The Idea: All communication disconnects are essentially power struggles. Who’s in control? Who’s right? Who has the strongest voice? Communication is a continual balancing act, juggling our own needs with the unstated needs of others. How does it feel to be at the losing end of a power struggle? And how does this affect your influence, confidence, and personal impact? Unfortunately, some of us are likely immersed in, coming out of, or about to enter a power struggle. You could be on the verge of losing your authority, influence, or your standing. Why do people lose their voice, and how do we protect ourselves from a fall?

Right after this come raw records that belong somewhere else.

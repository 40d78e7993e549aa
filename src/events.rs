//! Cache transition events.
//!
//! Per-key listeners registered with [`ResourceCache::subscribe`] receive the
//! transitions of their key. An [`EventSink`] installed on the cache receives
//! every event for every key, including discarded completions and garbage
//! collection.
//!
//! # Example
//!
//! ```ignore
//! use std::sync::Mutex;
//! use async_trait::async_trait;
//! use hire_query::{CacheEvent, EventSink};
//!
//! struct BufferedSink {
//!     buffer: Mutex<Vec<CacheEvent>>,
//! }
//!
//! #[async_trait]
//! impl EventSink for BufferedSink {
//!     fn emit(&self, event: &CacheEvent) {
//!         self.buffer.lock().unwrap().push(event.clone());
//!     }
//! }
//! ```
//!
//! [`ResourceCache::subscribe`]: crate::ResourceCache::subscribe

use async_trait::async_trait;
use std::sync::Arc;

use crate::error::ApiError;
use crate::key::ResourceKey;

/// A state change of one cache entry.
#[derive(Debug, Clone, PartialEq)]
pub enum CacheEvent {
    /// A fetch with sequence number `seq` was issued.
    FetchStarted { key: ResourceKey, seq: u64 },
    /// The fetch with sequence number `seq` stored a new value.
    FetchSucceeded { key: ResourceKey, seq: u64 },
    /// The fetch with sequence number `seq` failed; the previous value is kept.
    FetchFailed {
        key: ResourceKey,
        seq: u64,
        error: ApiError,
    },
    /// The entry was marked outdated.
    Invalidated { key: ResourceKey },
    /// A completion arrived for a superseded fetch and was dropped.
    /// Sink only; the entry did not change.
    Discarded { key: ResourceKey, seq: u64 },
    /// The entry was garbage collected. Sink only.
    Collected { key: ResourceKey },
}

impl CacheEvent {
    pub fn key(&self) -> &ResourceKey {
        match self {
            CacheEvent::FetchStarted { key, .. }
            | CacheEvent::FetchSucceeded { key, .. }
            | CacheEvent::FetchFailed { key, .. }
            | CacheEvent::Invalidated { key }
            | CacheEvent::Discarded { key, .. }
            | CacheEvent::Collected { key } => key,
        }
    }

    /// Whether subscribed listeners see this event.
    pub fn is_transition(&self) -> bool {
        !matches!(
            self,
            CacheEvent::Discarded { .. } | CacheEvent::Collected { .. }
        )
    }
}

/// Per-key subscriber callback.
pub type Listener = Arc<dyn Fn(&CacheEvent) + Send + Sync>;

/// Receives every cache event.
#[async_trait]
pub trait EventSink: Send + Sync {
    /// Called synchronously right after the transition, outside the cache
    /// lock. Implementations should be fast.
    fn emit(&self, event: &CacheEvent);

    /// Flush buffered events. Called at shutdown.
    async fn flush(&self) -> Result<(), Box<dyn std::error::Error + Send + Sync>> {
        Ok(())
    }
}

/// Default sink: one `debug!` line per event.
#[derive(Debug, Default, Clone, Copy)]
pub struct TracingSink;

#[async_trait]
impl EventSink for TracingSink {
    fn emit(&self, event: &CacheEvent) {
        match event {
            CacheEvent::FetchStarted { key, seq } => {
                tracing::debug!(target: "hire_query::cache", key = %key, seq, "fetch started");
            }
            CacheEvent::FetchSucceeded { key, seq } => {
                tracing::debug!(target: "hire_query::cache", key = %key, seq, "fetch succeeded");
            }
            CacheEvent::FetchFailed { key, seq, error } => {
                tracing::warn!(target: "hire_query::cache", key = %key, seq, error = %error, "fetch failed");
            }
            CacheEvent::Invalidated { key } => {
                tracing::debug!(target: "hire_query::cache", key = %key, "invalidated");
            }
            CacheEvent::Discarded { key, seq } => {
                tracing::debug!(target: "hire_query::cache", key = %key, seq, "superseded completion discarded");
            }
            CacheEvent::Collected { key } => {
                tracing::debug!(target: "hire_query::cache", key = %key, "collected");
            }
        }
    }
}
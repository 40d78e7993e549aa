//! Log subscriber setup for binaries and demos embedding the client.

use tracing_subscriber::util::TryInitError;
use tracing_subscriber::{EnvFilter, layer::SubscriberExt, util::SubscriberInitExt};

/// Filter used when `RUST_LOG` is not set.
pub const DEFAULT_FILTER: &str = "hire_query=info,warn";

/// Install a global fmt subscriber filtered by `RUST_LOG`, falling back to
/// `default_filter`.
///
/// Fails if a global subscriber is already installed.
pub fn init_tracing(default_filter: &str) -> Result<(), TryInitError> {
    let env_filter =
        EnvFilter::try_from_default_env().unwrap_or_else(|_| EnvFilter::new(default_filter));

    tracing_subscriber::registry()
        .with(env_filter)
        .with(tracing_subscriber::fmt::layer().with_target(true))
        .try_init()?;

    tracing::debug!(filter = default_filter, "tracing initialized");
    Ok(())
}
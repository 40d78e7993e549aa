//! hire-query - Typed client and stale-while-revalidate query layer for a
//! recruiting-platform API
//!
//! This library provides:
//! - A request client that normalizes every failure into [`ApiError`]
//! - A keyed resource cache with per-kind staleness, single-flight fetches
//!   and last-request-wins ordering
//! - Content-driven polling of chat history and enrichment status
//! - Mutations that invalidate the resources they change
//! - A state machine that starts the interview chat exactly once
//!
//! # Example
//!
//! ```ignore
//! use hire_query::{ClientConfig, QueriesBuilder, PersonCreate};
//!
//! #[tokio::main]
//! async fn main() -> Result<(), Box<dyn std::error::Error>> {
//!     let queries = QueriesBuilder::new(ClientConfig::default()).build()?;
//!
//!     let person = queries
//!         .create_person(PersonCreate {
//!             first_name: "Ada".into(),
//!             last_name: "Lovelace".into(),
//!             email: "ada@example.com".into(),
//!             phone: None,
//!             job_id: 1,
//!         })
//!         .await?;
//!
//!     // Subscribes, polls every 5s, and starts the chat if it is empty.
//!     let session = queries.open_interview(person.id, |event| println!("{:?}", event));
//!     let mut state = session.initializer.watch();
//!     state.changed().await?;
//!     Ok(())
//! }
//! ```

mod builder;
mod cache;
mod chat_init;
pub mod client;
mod config;
mod entry;
mod error;
mod events;
mod key;
mod mutation;
mod policy;
mod polling;
pub mod queries;
pub mod telemetry;
pub mod types;

// Re-export public API
pub use builder::QueriesBuilder;
pub use cache::{ResourceCache, Subscription};
pub use chat_init::{ChatInitState, ChatInitializer, DEFAULT_SETTLE_DELAY};
pub use client::ApiClient;
pub use config::{
    BASE_URL_ENV, BackoffConfig, CacheConfig, ChatConfig, ClientConfig, PollingConfig,
    RetryConfig, StalenessSetting,
};
pub use entry::CacheEntry;
pub use error::{ApiError, ConfigError};
pub use events::{CacheEvent, EventSink, Listener, TracingSink};
pub use key::{InvalidationSet, KeyPattern, ResourceKey, ResourceKind};
pub use mutation::{Mutation, MutationDispatcher};
pub use policy::{
    PolicyTable, ResourcePolicy, RetryPolicy, StalenessPolicy, default_policy, default_staleness,
    run_with_retry,
};
pub use polling::{
    PollDecision, PollingController, PollingRule, chat_history_rule, enrichment_status_rule,
};
pub use queries::{InterviewSession, Queries, QueryTuning};
pub use types::*;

In a recent article titled Power Causes Brain Damage, author Jerry Useem states, “Once we have power, we lose some of the capacities we needed to gain it in the first place.” We need empathy and we benefit from it. If a leader in a position of power has lost their capacity for empathy, problems will soon follow. The illusion that less empathy garners more power is as incorrect as it is dishonorable.
We lose our voice when our credibility is suspect. And the burden to protect credibility falls on the shoulders of our leaders. The most trusted leaders understand “when” and how” to exert the appropriate form of influence. It’s not a technique, it’s a means of demonstrating that they are flexible and willing to meet the other person’s needs.
Power struggles are emotional. And feeling disrespected is always the elephant in the room. Often, it’s about a lack of mutual respect, and you can’t move forward unless respect is acknowledged. Are you courageous enough to relate on an emotional level, creating a safe place for another to truly share how they are feeling?
How do we minimize power struggles?
- Keep Things Safe. All effective personal engagements must be foundationally safe. Are you known for consistency, poise, and emotional health or do others feel you are unpredictable? Are you getting the truth from others or have you created barriers? A predictable leader is a trusted leader.
- One-on-One Experiences. According to Vanessa K. Bohns, “A Face-to-Face Request is thirty-four times more successful than an email.” What is most convenient isn’t always what is most effective! If you want to create connection with others, you must invest in one-on-one personal discussions and you must adapt your communication style to meet others’ needs.
- Simplicity. If you want to minimize a power struggle, focus on things that are truly important to the customer, peers, and your leadership. Most people are addicted to low priority activities versus driving what matters. Simplify your plan; simplify your meetings; simplify your communications. Trust me – you will be unique!
Empathy, humility, and creating safe relationships doesn’t weaken a leader’s authority. In fact, it creates more power, authority, and influence; it creates a platform to minimize the risk of a power struggle.
Are you an adaptable leader and do you embrace diverse communication styles? Or are you guilty of driving one speed and communicating with others on your own terms? You may be on the verge of a power struggle.
Nearly all men can stand adversity, but if you want to test a man’s character, give him power.